Saved data entries
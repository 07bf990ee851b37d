// Copyright 2024. The Jarrah Project
//
// Redistribution and use in source and binary forms, with or without modification, are permitted provided that the
// following conditions are met:
//
// 1. Redistributions of source code must retain the above copyright notice, this list of conditions and the following
// disclaimer.
//
// 2. Redistributions in binary form must reproduce the above copyright notice, this list of conditions and the
// following disclaimer in the documentation and/or other materials provided with the distribution.
//
// 3. Neither the name of the copyright holder nor the names of its contributors may be used to endorse or promote
// products derived from this software without specific prior written permission.
//
// THIS SOFTWARE IS PROVIDED BY THE COPYRIGHT HOLDERS AND CONTRIBUTORS "AS IS" AND ANY EXPRESS OR IMPLIED WARRANTIES,
// INCLUDING, BUT NOT LIMITED TO, THE IMPLIED WARRANTIES OF MERCHANTABILITY AND FITNESS FOR A PARTICULAR PURPOSE ARE
// DISCLAIMED. IN NO EVENT SHALL THE COPYRIGHT HOLDER OR CONTRIBUTORS BE LIABLE FOR ANY DIRECT, INDIRECT, INCIDENTAL,
// SPECIAL, EXEMPLARY, OR CONSEQUENTIAL DAMAGES (INCLUDING, BUT NOT LIMITED TO, PROCUREMENT OF SUBSTITUTE GOODS OR
// SERVICES; LOSS OF USE, DATA, OR PROFITS; OR BUSINESS INTERRUPTION) HOWEVER CAUSED AND ON ANY THEORY OF LIABILITY,
// WHETHER IN CONTRACT, STRICT LIABILITY, OR TORT (INCLUDING NEGLIGENCE OR OTHERWISE) ARISING IN ANY WAY OUT OF THE
// USE OF THIS SOFTWARE, EVEN IF ADVISED OF THE POSSIBILITY OF SUCH DAMAGE.

use std::{
    convert::TryFrom,
    fmt::{Display, Formatter},
    ops::Deref,
};

use serde::{Deserialize, Serialize};

use crate::serializers::hex as hex_serde;

const ZERO_HASH: [u8; FixedHash::byte_size()] = [0u8; FixedHash::byte_size()];

#[derive(thiserror::Error, Debug)]
#[error("Invalid hash size")]
pub struct FixedHashSizeError;

/// A fixed-width, 32-byte digest. Two hashes are equal iff every byte is equal. Serializes as a
/// lowercase hex string in human-readable formats, which is also its wire form.
#[derive(Clone, Copy, PartialEq, Eq, PartialOrd, Ord, Default, Hash, Serialize, Deserialize)]
pub struct FixedHash(#[serde(with = "hex_serde")] [u8; FixedHash::byte_size()]);

impl FixedHash {
    pub const fn byte_size() -> usize {
        32
    }

    pub const fn zero() -> Self {
        Self(ZERO_HASH)
    }

    pub fn is_zero(&self) -> bool {
        self.0 == ZERO_HASH
    }

    pub fn as_slice(&self) -> &[u8] {
        &self.0
    }

    pub fn to_vec(&self) -> Vec<u8> {
        self.0.to_vec()
    }

    pub fn to_hex(&self) -> String {
        hex::encode(self.0)
    }

    pub fn from_hex(hex_str: &str) -> Result<Self, FixedHashSizeError> {
        let bytes = hex::decode(hex_str).map_err(|_| FixedHashSizeError)?;
        Self::try_from(bytes.as_slice())
    }
}

impl From<[u8; FixedHash::byte_size()]> for FixedHash {
    fn from(hash: [u8; FixedHash::byte_size()]) -> Self {
        Self(hash)
    }
}

impl TryFrom<Vec<u8>> for FixedHash {
    type Error = FixedHashSizeError;

    fn try_from(value: Vec<u8>) -> Result<Self, Self::Error> {
        TryFrom::try_from(value.as_slice())
    }
}

impl TryFrom<&[u8]> for FixedHash {
    type Error = FixedHashSizeError;

    fn try_from(bytes: &[u8]) -> Result<Self, Self::Error> {
        if bytes.len() != FixedHash::byte_size() {
            return Err(FixedHashSizeError);
        }

        let mut buf = [0u8; FixedHash::byte_size()];
        buf.copy_from_slice(bytes);
        Ok(Self(buf))
    }
}

impl PartialEq<[u8]> for FixedHash {
    fn eq(&self, other: &[u8]) -> bool {
        self.0[..].eq(other)
    }
}

impl AsRef<[u8]> for FixedHash {
    fn as_ref(&self) -> &[u8] {
        &self.0
    }
}

impl Deref for FixedHash {
    type Target = [u8; FixedHash::byte_size()];

    fn deref(&self) -> &Self::Target {
        &self.0
    }
}

impl Display for FixedHash {
    fn fmt(&self, f: &mut Formatter<'_>) -> std::fmt::Result {
        write!(f, "{}", self.to_hex())
    }
}

impl std::fmt::Debug for FixedHash {
    fn fmt(&self, f: &mut Formatter<'_>) -> std::fmt::Result {
        write!(f, "FixedHash({})", self.to_hex())
    }
}
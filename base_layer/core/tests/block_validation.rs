// Copyright 2024. The Jarrah Project
//
// Redistribution and use in source and binary forms, with or without modification, are permitted provided that the
// following conditions are met:
//
// 1. Redistributions of source code must retain the above copyright notice, this list of conditions and the following
// disclaimer.
//
// 2. Redistributions in binary form must reproduce the above copyright notice, this list of conditions and the
// following disclaimer in the documentation and/or other materials provided with the distribution.
//
// 3. Neither the name of the copyright holder nor the names of its contributors may be used to endorse or promote
// products derived from this software without specific prior written permission.
//
// THIS SOFTWARE IS PROVIDED BY THE COPYRIGHT HOLDERS AND CONTRIBUTORS "AS IS" AND ANY EXPRESS OR IMPLIED WARRANTIES,
// INCLUDING, BUT NOT LIMITED TO, THE IMPLIED WARRANTIES OF MERCHANTABILITY AND FITNESS FOR A PARTICULAR PURPOSE ARE
// DISCLAIMED. IN NO EVENT SHALL THE COPYRIGHT HOLDER OR CONTRIBUTORS BE LIABLE FOR ANY DIRECT, INDIRECT, INCIDENTAL,
// SPECIAL, EXEMPLARY, OR CONSEQUENTIAL DAMAGES (INCLUDING, BUT NOT LIMITED TO, PROCUREMENT OF SUBSTITUTE GOODS OR
// SERVICES; LOSS OF USE, DATA, OR PROFITS; OR BUSINESS INTERRUPTION) HOWEVER CAUSED AND ON ANY THEORY OF LIABILITY,
// WHETHER IN CONTRACT, STRICT LIABILITY, OR TORT (INCLUDING NEGLIGENCE OR OTHERWISE) ARISING IN ANY WAY OUT OF THE
// USE OF THIS SOFTWARE, EVEN IF ADVISED OF THE POSSIBILITY OF SUCH DAMAGE.

mod helpers;

use std::sync::Arc;

use helpers::{create_test_dag, create_test_dag_with_state_machine, mine_block_on, required_difficulty, TestWallet};
use jarrah_core::{
    blocks::{Block, RawBlock},
    chain_storage::ChainStorageError,
    consensus::{ConsensusConstants, ConsensusConstantsBuilder},
    proof_of_work::solve_pow,
    state_machine::{StateMachine, StateMachineError},
    transactions::RawTransaction,
    validation::ValidationError,
};
use jarrah_common_types::types::FixedHash;
use primitive_types::U256;

fn mine_corrupted<F: FnOnce(&mut RawBlock)>(
    dag: &jarrah_core::chain_storage::BlockDag,
    parent: &Block,
    transactions: Vec<RawTransaction>,
    timestamp: u64,
    corrupt: F,
) -> RawBlock {
    let mut block = RawBlock::new(parent.hash, timestamp, transactions);
    corrupt(&mut block);
    let target = required_difficulty(dag, parent, timestamp);
    let nonce = solve_pow(&block, U256::zero(), &target, 100_000_000).unwrap();
    block.set_nonce(nonce);
    block
}

#[test]
fn rejects_transaction_count_mismatch() {
    let (dag, _tmp) = create_test_dag(ConsensusConstants::localnet());
    let genesis = dag.tip().unwrap();

    let raw = mine_corrupted(&dag, &genesis, vec![], 1000, |b| b.num_transactions = 1);
    let err = dag.ingest_block(&raw).unwrap_err();
    assert!(matches!(
        err,
        ChainStorageError::ValidationError(ValidationError::TransactionCountMismatch { expected: 1, actual: 0 })
    ));
    assert_eq!(dag.block_count().unwrap(), 1);
}

#[test]
fn rejects_wrong_merkle_root() {
    let (dag, _tmp) = create_test_dag(ConsensusConstants::localnet());
    let genesis = dag.tip().unwrap();
    let wallet = TestWallet::random();
    let txs = vec![wallet.transfer([2u8; 65], 100, 1, 0)];

    let raw = mine_corrupted(&dag, &genesis, txs, 1000, |b| {
        b.transactions_merkle_root = FixedHash::from([0xaa; 32]);
    });
    let err = dag.ingest_block(&raw).unwrap_err();
    assert!(matches!(
        err,
        ChainStorageError::ValidationError(ValidationError::MerkleRootMismatch { .. })
    ));
}

#[test]
fn rejects_invalid_transaction_signature() {
    let (dag, _tmp) = create_test_dag(ConsensusConstants::localnet());
    let genesis = dag.tip().unwrap();
    let wallet = TestWallet::random();
    let mut tx = wallet.transfer([2u8; 65], 100, 1, 0);
    tx.amount += 1; // signature no longer covers the envelope

    let raw = mine_block_on(&dag, &genesis, vec![tx], 1000);
    let err = dag.ingest_block(&raw).unwrap_err();
    assert!(matches!(
        err,
        ChainStorageError::ValidationError(ValidationError::InvalidTransaction { index: 0, .. })
    ));
}

struct RejectingStateMachine;

impl StateMachine for RejectingStateMachine {
    fn verify_tx(&self, _tx: &RawTransaction) -> Result<(), StateMachineError> {
        Err(StateMachineError::TransactionRejected("insufficient balance".to_string()))
    }

    fn apply_block(&self, _block: &Block) -> Result<(), StateMachineError> {
        Ok(())
    }

    fn revert_block(&self, _block: &Block) -> Result<(), StateMachineError> {
        Ok(())
    }
}

#[test]
fn state_machine_rejection_fails_the_block() {
    let (dag, _tmp) =
        create_test_dag_with_state_machine(ConsensusConstants::localnet(), Arc::new(RejectingStateMachine));
    let genesis = dag.tip().unwrap();
    let wallet = TestWallet::random();

    let raw = mine_block_on(&dag, &genesis, vec![wallet.transfer([2u8; 65], 100, 1, 0)], 1000);
    let err = dag.ingest_block(&raw).unwrap_err();
    assert!(matches!(
        err,
        ChainStorageError::ValidationError(ValidationError::InvalidTransaction { index: 0, .. })
    ));

    // blocks without transactions sail through the same state machine
    let raw = mine_block_on(&dag, &genesis, vec![], 1000);
    dag.ingest_block(&raw).unwrap();
}

#[test]
fn rejects_oversize_block() {
    let constants = ConsensusConstantsBuilder::new().with_max_block_size_bytes(200).build();
    let (dag, _tmp) = create_test_dag(constants);
    let genesis = dag.tip().unwrap();
    let wallet = TestWallet::random();

    // 112-byte header + one 219-byte transaction clears the 200-byte cap
    let raw = mine_block_on(&dag, &genesis, vec![wallet.transfer([2u8; 65], 100, 1, 0)], 1000);
    let err = dag.ingest_block(&raw).unwrap_err();
    assert!(matches!(
        err,
        ChainStorageError::ValidationError(ValidationError::BlockTooLarge { size: 331, max: 200 })
    ));
}

#[test]
fn rejects_far_future_timestamp() {
    let (dag, _tmp) = create_test_dag(ConsensusConstants::localnet());
    let genesis = dag.tip().unwrap();

    let three_hours_ahead = jarrah_core::common::current_time_millis() + 3 * 60 * 60 * 1000;
    let raw = mine_block_on(&dag, &genesis, vec![], three_hours_ahead);
    let err = dag.ingest_block(&raw).unwrap_err();
    assert!(matches!(
        err,
        ChainStorageError::ValidationError(ValidationError::FutureTimestamp { .. })
    ));

    // past timestamps are fine, the retarget clamp absorbs them
    let raw = mine_block_on(&dag, &genesis, vec![], 0);
    dag.ingest_block(&raw).unwrap();
}
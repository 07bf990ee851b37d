// Copyright 2024. The Jarrah Project
//
// Redistribution and use in source and binary forms, with or without modification, are permitted provided that the
// following conditions are met:
//
// 1. Redistributions of source code must retain the above copyright notice, this list of conditions and the following
// disclaimer.
//
// 2. Redistributions in binary form must reproduce the above copyright notice, this list of conditions and the
// following disclaimer in the documentation and/or other materials provided with the distribution.
//
// 3. Neither the name of the copyright holder nor the names of its contributors may be used to endorse or promote
// products derived from this software without specific prior written permission.
//
// THIS SOFTWARE IS PROVIDED BY THE COPYRIGHT HOLDERS AND CONTRIBUTORS "AS IS" AND ANY EXPRESS OR IMPLIED WARRANTIES,
// INCLUDING, BUT NOT LIMITED TO, THE IMPLIED WARRANTIES OF MERCHANTABILITY AND FITNESS FOR A PARTICULAR PURPOSE ARE
// DISCLAIMED. IN NO EVENT SHALL THE COPYRIGHT HOLDER OR CONTRIBUTORS BE LIABLE FOR ANY DIRECT, INDIRECT, INCIDENTAL,
// SPECIAL, EXEMPLARY, OR CONSEQUENTIAL DAMAGES (INCLUDING, BUT NOT LIMITED TO, PROCUREMENT OF SUBSTITUTE GOODS OR
// SERVICES; LOSS OF USE, DATA, OR PROFITS; OR BUSINESS INTERRUPTION) HOWEVER CAUSED AND ON ANY THEORY OF LIABILITY,
// WHETHER IN CONTRACT, STRICT LIABILITY, OR TORT (INCLUDING NEGLIGENCE OR OTHERWISE) ARISING IN ANY WAY OUT OF THE
// USE OF THIS SOFTWARE, EVEN IF ADVISED OF THE POSSIBILITY OF SUCH DAMAGE.

use jarrah_common_types::types::{BlockHash, FixedHash};
use serde::{Deserialize, Serialize};
use sha2::{Digest, Sha256};

use crate::blocks::raw_block::header_envelope;

/// The header of a block as advertised between peers: everything needed to judge a chain's weight
/// and proof of work, without the transaction bodies.
#[derive(Clone, PartialEq, Eq, Debug, Serialize, Deserialize)]
pub struct BlockHeader {
    pub parent_hash: BlockHash,
    /// Milliseconds since the Unix epoch at which the block was built.
    pub timestamp: u64,
    pub num_transactions: u64,
    pub transactions_merkle_root: FixedHash,
    /// Hash of the 32-byte big-endian nonce integer found by the miner.
    pub nonce: FixedHash,
    pub graffiti: FixedHash,
}

impl BlockHeader {
    /// The block id. Double SHA-256 over the canonical header envelope; graffiti is not part of
    /// the preimage.
    pub fn hash(&self) -> BlockHash {
        let envelope = header_envelope(
            &self.parent_hash,
            self.timestamp,
            self.num_transactions,
            &self.transactions_merkle_root,
            &self.nonce,
        );
        let first = Sha256::digest(&envelope);
        let second: [u8; 32] = Sha256::digest(first).into();
        BlockHash::from(second)
    }
}

#[cfg(test)]
mod tests {
    use super::*;

    #[test]
    fn graffiti_does_not_change_identity() {
        let header = BlockHeader {
            parent_hash: BlockHash::from([1u8; 32]),
            timestamp: 42,
            num_transactions: 0,
            transactions_merkle_root: FixedHash::zero(),
            nonce: FixedHash::from([2u8; 32]),
            graffiti: FixedHash::zero(),
        };
        let mut tagged = header.clone();
        tagged.graffiti = FixedHash::from([0xaa; 32]);
        assert_eq!(header.hash(), tagged.hash());
    }

    #[test]
    fn nonce_changes_identity() {
        let header = BlockHeader {
            parent_hash: BlockHash::from([1u8; 32]),
            timestamp: 42,
            num_transactions: 0,
            transactions_merkle_root: FixedHash::zero(),
            nonce: FixedHash::from([2u8; 32]),
            graffiti: FixedHash::zero(),
        };
        let mut other = header.clone();
        other.nonce = FixedHash::from([3u8; 32]);
        assert_ne!(header.hash(), other.hash());
    }
}
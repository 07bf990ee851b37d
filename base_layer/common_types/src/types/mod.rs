// Copyright 2024. The Jarrah Project
//
// Redistribution and use in source and binary forms, with or without modification, are permitted provided that the
// following conditions are met:
//
// 1. Redistributions of source code must retain the above copyright notice, this list of conditions and the following
// disclaimer.
//
// 2. Redistributions in binary form must reproduce the above copyright notice, this list of conditions and the
// following disclaimer in the documentation and/or other materials provided with the distribution.
//
// 3. Neither the name of the copyright holder nor the names of its contributors may be used to endorse or promote
// products derived from this software without specific prior written permission.
//
// THIS SOFTWARE IS PROVIDED BY THE COPYRIGHT HOLDERS AND CONTRIBUTORS "AS IS" AND ANY EXPRESS OR IMPLIED WARRANTIES,
// INCLUDING, BUT NOT LIMITED TO, THE IMPLIED WARRANTIES OF MERCHANTABILITY AND FITNESS FOR A PARTICULAR PURPOSE ARE
// DISCLAIMED. IN NO EVENT SHALL THE COPYRIGHT HOLDER OR CONTRIBUTORS BE LIABLE FOR ANY DIRECT, INDIRECT, INCIDENTAL,
// SPECIAL, EXEMPLARY, OR CONSEQUENTIAL DAMAGES (INCLUDING, BUT NOT LIMITED TO, PROCUREMENT OF SUBSTITUTE GOODS OR
// SERVICES; LOSS OF USE, DATA, OR PROFITS; OR BUSINESS INTERRUPTION) HOWEVER CAUSED AND ON ANY THEORY OF LIABILITY,
// WHETHER IN CONTRACT, STRICT LIABILITY, OR TORT (INCLUDING NEGLIGENCE OR OTHERWISE) ARISING IN ANY WAY OUT OF THE
// USE OF THIS SOFTWARE, EVEN IF ADVISED OF THE POSSIBILITY OF SUCH DAMAGE.

mod fixed_hash;

pub use fixed_hash::{FixedHash, FixedHashSizeError};

/// Hash identifying a block in the DAG.
pub type BlockHash = FixedHash;

/// Hash identifying a transaction.
pub type TxHash = FixedHash;
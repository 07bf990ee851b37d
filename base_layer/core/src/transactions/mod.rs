// Copyright 2024. The Jarrah Project
//
// Redistribution and use in source and binary forms, with or without modification, are permitted provided that the
// following conditions are met:
//
// 1. Redistributions of source code must retain the above copyright notice, this list of conditions and the following
// disclaimer.
//
// 2. Redistributions in binary form must reproduce the above copyright notice, this list of conditions and the
// following disclaimer in the documentation and/or other materials provided with the distribution.
//
// 3. Neither the name of the copyright holder nor the names of its contributors may be used to endorse or promote
// products derived from this software without specific prior written permission.
//
// THIS SOFTWARE IS PROVIDED BY THE COPYRIGHT HOLDERS AND CONTRIBUTORS "AS IS" AND ANY EXPRESS OR IMPLIED WARRANTIES,
// INCLUDING, BUT NOT LIMITED TO, THE IMPLIED WARRANTIES OF MERCHANTABILITY AND FITNESS FOR A PARTICULAR PURPOSE ARE
// DISCLAIMED. IN NO EVENT SHALL THE COPYRIGHT HOLDER OR CONTRIBUTORS BE LIABLE FOR ANY DIRECT, INDIRECT, INCIDENTAL,
// SPECIAL, EXEMPLARY, OR CONSEQUENTIAL DAMAGES (INCLUDING, BUT NOT LIMITED TO, PROCUREMENT OF SUBSTITUTE GOODS OR
// SERVICES; LOSS OF USE, DATA, OR PROFITS; OR BUSINESS INTERRUPTION) HOWEVER CAUSED AND ON ANY THEORY OF LIABILITY,
// WHETHER IN CONTRACT, STRICT LIABILITY, OR TORT (INCLUDING NEGLIGENCE OR OTHERWISE) ARISING IN ANY WAY OUT OF THE
// USE OF THIS SOFTWARE, EVEN IF ADVISED OF THE POSSIBILITY OF SUCH DAMAGE.

mod error;
mod raw_transaction;
pub mod signature;
mod transaction;

pub use error::TransactionError;
pub use raw_transaction::{RawTransaction, TxDecodeError, RAW_TX_SIZE, TX_ENVELOPE_SIZE};
pub use transaction::Transaction;
// Copyright 2024. The Jarrah Project
//
// Redistribution and use in source and binary forms, with or without modification, are permitted provided that the
// following conditions are met:
//
// 1. Redistributions of source code must retain the above copyright notice, this list of conditions and the following
// disclaimer.
//
// 2. Redistributions in binary form must reproduce the above copyright notice, this list of conditions and the
// following disclaimer in the documentation and/or other materials provided with the distribution.
//
// 3. Neither the name of the copyright holder nor the names of its contributors may be used to endorse or promote
// products derived from this software without specific prior written permission.
//
// THIS SOFTWARE IS PROVIDED BY THE COPYRIGHT HOLDERS AND CONTRIBUTORS "AS IS" AND ANY EXPRESS OR IMPLIED WARRANTIES,
// INCLUDING, BUT NOT LIMITED TO, THE IMPLIED WARRANTIES OF MERCHANTABILITY AND FITNESS FOR A PARTICULAR PURPOSE ARE
// DISCLAIMED. IN NO EVENT SHALL THE COPYRIGHT HOLDER OR CONTRIBUTORS BE LIABLE FOR ANY DIRECT, INDIRECT, INCIDENTAL,
// SPECIAL, EXEMPLARY, OR CONSEQUENTIAL DAMAGES (INCLUDING, BUT NOT LIMITED TO, PROCUREMENT OF SUBSTITUTE GOODS OR
// SERVICES; LOSS OF USE, DATA, OR PROFITS; OR BUSINESS INTERRUPTION) HOWEVER CAUSED AND ON ANY THEORY OF LIABILITY,
// WHETHER IN CONTRACT, STRICT LIABILITY, OR TORT (INCLUDING NEGLIGENCE OR OTHERWISE) ARISING IN ANY WAY OUT OF THE
// USE OF THIS SOFTWARE, EVEN IF ADVISED OF THE POSSIBILITY OF SUCH DAMAGE.

pub mod hex;
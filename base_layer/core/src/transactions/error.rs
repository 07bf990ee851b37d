// Copyright 2024. The Jarrah Project
//
// Redistribution and use in source and binary forms, with or without modification, are permitted provided that the
// following conditions are met:
//
// 1. Redistributions of source code must retain the above copyright notice, this list of conditions and the following
// disclaimer.
//
// 2. Redistributions in binary form must reproduce the above copyright notice, this list of conditions and the
// following disclaimer in the documentation and/or other materials provided with the distribution.
//
// 3. Neither the name of the copyright holder nor the names of its contributors may be used to endorse or promote
// products derived from this software without specific prior written permission.
//
// THIS SOFTWARE IS PROVIDED BY THE COPYRIGHT HOLDERS AND CONTRIBUTORS "AS IS" AND ANY EXPRESS OR IMPLIED WARRANTIES,
// INCLUDING, BUT NOT LIMITED TO, THE IMPLIED WARRANTIES OF MERCHANTABILITY AND FITNESS FOR A PARTICULAR PURPOSE ARE
// DISCLAIMED. IN NO EVENT SHALL THE COPYRIGHT HOLDER OR CONTRIBUTORS BE LIABLE FOR ANY DIRECT, INDIRECT, INCIDENTAL,
// SPECIAL, EXEMPLARY, OR CONSEQUENTIAL DAMAGES (INCLUDING, BUT NOT LIMITED TO, PROCUREMENT OF SUBSTITUTE GOODS OR
// SERVICES; LOSS OF USE, DATA, OR PROFITS; OR BUSINESS INTERRUPTION) HOWEVER CAUSED AND ON ANY THEORY OF LIABILITY,
// WHETHER IN CONTRACT, STRICT LIABILITY, OR TORT (INCLUDING NEGLIGENCE OR OTHERWISE) ARISING IN ANY WAY OUT OF THE
// USE OF THIS SOFTWARE, EVEN IF ADVISED OF THE POSSIBILITY OF SUCH DAMAGE.

use thiserror::Error;

use crate::{state_machine::StateMachineError, transactions::signature::SignatureError};

/// Why a single transaction failed validation: either the cryptography is wrong or the
/// application state machine refused it.
#[derive(Debug, Error)]
pub enum TransactionError {
    #[error("Invalid signature: {0}")]
    Signature(#[from] SignatureError),
    #[error("Rejected by state machine: {0}")]
    StateMachine(#[from] StateMachineError),
}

*Task goal*. Using the data above, repeat exactly the lines that begin at the line with "pub const fn zero()" and end at the line with "impl AsRef<[u8]> for", both ends included.

*Answer to the exercise*.
    pub const fn zero() -> Self {
        Self(ZERO_HASH)
    }

    pub fn is_zero(&self) -> bool {
        self.0 == ZERO_HASH
    }

    pub fn as_slice(&self) -> &[u8] {
        &self.0
    }

    pub fn to_vec(&self) -> Vec<u8> {
        self.0.to_vec()
    }

    pub fn to_hex(&self) -> String {
        hex::encode(self.0)
    }

    pub fn from_hex(hex_str: &str) -> Result<Self, FixedHashSizeError> {
        let bytes = hex::decode(hex_str).map_err(|_| FixedHashSizeError)?;
        Self::try_from(bytes.as_slice())
    }
}

impl From<[u8; FixedHash::byte_size()]> for FixedHash {
    fn from(hash: [u8; FixedHash::byte_size()]) -> Self {
        Self(hash)
    }
}

impl TryFrom<Vec<u8>> for FixedHash {
    type Error = FixedHashSizeError;

    fn try_from(value: Vec<u8>) -> Result<Self, Self::Error> {
        TryFrom::try_from(value.as_slice())
    }
}

impl TryFrom<&[u8]> for FixedHash {
    type Error = FixedHashSizeError;

    fn try_from(bytes: &[u8]) -> Result<Self, Self::Error> {
        if bytes.len() != FixedHash::byte_size() {
            return Err(FixedHashSizeError);
        }

        let mut buf = [0u8; FixedHash::byte_size()];
        buf.copy_from_slice(bytes);
        Ok(Self(buf))
    }
}

impl PartialEq<[u8]> for FixedHash {
    fn eq(&self, other: &[u8]) -> bool {
        self.0[..].eq(other)
    }
}

impl AsRef<[u8]> for FixedHash {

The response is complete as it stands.